Выехали на стареньком «пикапчике» «Известий». Его вел шофер Павел Иванович Боровков – мужчина лет тридцати пяти, веселый, хитроватый и до невозможности говорливый. В течение часа он укладывал в лежку всякого, кто садился с ним в кабину, заговаривал до смерти. Когда к нему пересаживался следующий, он заговаривал и следующего. Кроме того, у него была своя точка зрения на опасность. А именно – он считал, что опасно ехать только с востока на запад, а с запада на восток можно ехать совершенно безопасно. Поэтому когда он ехал вперед, то боялся самолетов и двигался со скоростью двадцать километров, приоткрыв дверцу, ежеминутно готовый выскочить. Но зато когда ехал обратно, то, считая, что машину, идущую с запада на восток, бомбить не станут, выжимал из своего «пикапа» чуть ли не восемьдесят километров.
Мы сначала двигались по проселку, а потом, за Смоленском, выехали на Минское шоссе и поехали по нему. Само полотно шоссе было по-прежнему сравнительно мало разрушено немецкой бомбежкой. Немцы, несомненно, берегли шоссе как путь своего будущего передвижения. И эта их самоуверенность удручала.
Мы без особых происшествий доехали до развилки, где одна из дорог поворачивает на Оршу и дальше идет на Шклов – Могилев. По этой рокадной дороге шло бешеное движение. Шли целые колонны грузовиков, и двигалось очень много легких танков. Мы переехали дорогу и попали на опушку леса. Там стояло несколько штабных танкеток и размещался штаб 73-й Калининской дивизии.19
Это была еще не принимавшая участия в боях, необстрелянная, но полностью укомплектованная и хорошо вооруженная кадровая дивизия.
Я вспомнил, как именно тут, когда ехал в июне из-под Борисова, впервые увидел наши регулярные войска. Я спросил, с какого числа стоит здесь дивизия, и мне ответили, что с двадцать седьмого. Значит, ее я и видел.
Пока мы сюда добрались, была уже середина дня. Трошкин пошел фотографировать оборонительные работы. Перед лесом, на открытом месте, тысячи крестьян рыли огромный противотанковый ров. Вернувшись оттуда, Трошкин стал снимать бойцов в лесу за чтением газет, которые мы привезли из редакции. Я впервые с удивлением видел, как работает фотокорреспондент. До сих пор я наивно представлял себе, что фотокорреспондент просто-напросто ловит разные моменты жизни и снимает. Но Трошкин десять раз пересаживал бойцов так и эдак, переодевал каски с одного на другого, заставлял их брать в руки винтовки. В общем, мучил их целых полчаса. Меня поразила и удивительная любовь людей сниматься, и такое же удивительное их терпение. Потом я к этому, конечно, привык.

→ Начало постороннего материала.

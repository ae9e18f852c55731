//! Shared types, errors, and configuration for Paylane.
//!
//! This crate provides common types used across all other crates:
//! - Money types in integer minor units
//! - Typed IDs for type-safe entity references
//! - Application-wide error types
//! - Configuration management

pub mod config;
pub mod error;
pub mod types;

pub use config::{AppConfig, DatabaseConfig, ServerConfig, WebhookConfig};
pub use error::AppError;
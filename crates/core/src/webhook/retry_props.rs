//! Property-based tests for the webhook retry policy.

use std::time::Duration;

use proptest::prelude::*;

use super::job::{DeliveryError, JobTransition, after_delivery};
use super::retry::{RetryDecision, RetryPolicy};

fn policy_strategy() -> impl Strategy<Value = RetryPolicy> {
    (1i32..10, 1u64..120, 120u64..86_400).prop_map(|(max_attempts, base, max)| {
        RetryPolicy::new(max_attempts, Duration::from_secs(base), Duration::from_secs(max))
    })
}

proptest! {
    #![proptest_config(ProptestConfig::with_cases(200))]

    /// Backoff never decreases as attempts grow and never exceeds the ceiling.
    #[test]
    fn prop_backoff_monotonic_and_bounded(policy in policy_strategy(), attempts in 1i32..64) {
        let current = policy.backoff(attempts);
        let next = policy.backoff(attempts + 1);
        prop_assert!(next >= current);
        prop_assert!(next <= policy.max_delay);
    }

    /// A job that keeps failing is given up after exactly `max_attempts` attempts.
    #[test]
    fn prop_failures_give_up_at_cap(policy in policy_strategy()) {
        let mut attempts = 0;
        let mut tries = 0;
        loop {
            tries += 1;
            match policy.after_failure(attempts) {
                RetryDecision::Retry { attempts: next, .. } => attempts = next,
                RetryDecision::GiveUp { attempts: last } => {
                    prop_assert_eq!(last, policy.max_attempts);
                    break;
                }
            }
            prop_assert!(tries <= policy.max_attempts);
        }
        prop_assert_eq!(tries, policy.max_attempts);
    }

    /// A success on any attempt before the cap completes the job.
    #[test]
    fn prop_success_always_completes(policy in policy_strategy(), previous in 0i32..10) {
        let now = chrono::Utc::now();
        let transition = after_delivery(&policy, previous, &Ok(()), now);
        prop_assert_eq!(transition, JobTransition::Complete { attempts: previous + 1 });
    }

    /// A rescheduled job is never eligible earlier than now.
    #[test]
    fn prop_reschedule_is_in_future(policy in policy_strategy(), previous in 0i32..10) {
        let now = chrono::Utc::now();
        if let JobTransition::Reschedule { next_run_at, .. } =
            after_delivery(&policy, previous, &Err(DeliveryError::Timeout), now)
        {
            prop_assert!(next_run_at > now);
        }
    }
}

Здесь же, в лесу, стояла и дивизионная газета. Среди сотрудников редакции оказался умный еврейский мальчик, хорошо знавший стихи и, должно быть, сам писавший их. Мы разговорились с ним о стихах и о том, кто из поэтов где сейчас оказался и что пишет. Весь этот разговор был каким-то странным, ни к чему.
Со съемками и за разговорами довольно долго провозились, потом стали выяснять, что стоит там, впереди, ближе к Борисову, где, в частности, находится Пролетарская дивизия. Нам ответили, что эта дивизия входит в состав другой армии, а где эта армия и где ее штаб – здесь никто не знает. Знают только, что они впереди. А дивизия, в которой находимся сейчас мы, входит в состав другой армии, стоящей вдоль дороги, влево и вправо от Минского шоссе, и должна здесь ждать немцев и встречать их прорвавшиеся части.